Collection entries
*****

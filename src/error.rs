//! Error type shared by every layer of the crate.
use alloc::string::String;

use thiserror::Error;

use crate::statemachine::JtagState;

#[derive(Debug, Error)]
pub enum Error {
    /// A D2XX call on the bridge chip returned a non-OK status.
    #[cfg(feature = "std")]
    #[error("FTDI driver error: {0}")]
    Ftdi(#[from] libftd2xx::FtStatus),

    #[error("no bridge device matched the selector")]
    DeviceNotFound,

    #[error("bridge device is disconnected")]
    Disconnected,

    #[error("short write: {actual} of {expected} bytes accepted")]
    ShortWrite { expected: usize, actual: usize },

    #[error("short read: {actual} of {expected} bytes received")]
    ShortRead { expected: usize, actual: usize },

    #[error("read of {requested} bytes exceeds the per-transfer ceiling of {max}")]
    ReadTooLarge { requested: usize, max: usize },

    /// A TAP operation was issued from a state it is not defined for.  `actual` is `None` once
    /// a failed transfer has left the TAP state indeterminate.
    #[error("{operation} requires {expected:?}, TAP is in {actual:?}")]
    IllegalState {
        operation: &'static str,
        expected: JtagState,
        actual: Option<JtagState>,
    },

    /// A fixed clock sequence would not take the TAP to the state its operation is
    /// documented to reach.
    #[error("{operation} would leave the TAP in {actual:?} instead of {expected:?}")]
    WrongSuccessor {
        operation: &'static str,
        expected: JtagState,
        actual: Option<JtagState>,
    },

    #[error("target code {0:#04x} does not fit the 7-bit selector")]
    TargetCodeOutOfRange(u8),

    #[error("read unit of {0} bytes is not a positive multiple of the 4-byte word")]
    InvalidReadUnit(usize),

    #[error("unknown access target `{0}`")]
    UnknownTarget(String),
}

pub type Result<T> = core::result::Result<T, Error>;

*****

About this task: Look above for the line with "A TAP operation" and the line with "documented to reach.", and reproduce exactly those two lines plus every line between, nothing more.

Output below:
    /// A TAP operation was issued from a state it is not defined for.  `actual` is `None` once
    /// a failed transfer has left the TAP state indeterminate.
    #[error("{operation} requires {expected:?}, TAP is in {actual:?}")]
    IllegalState {
        operation: &'static str,
        expected: JtagState,
        actual: Option<JtagState>,
    },

    /// A fixed clock sequence would not take the TAP to the state its operation is
    /// documented to reach.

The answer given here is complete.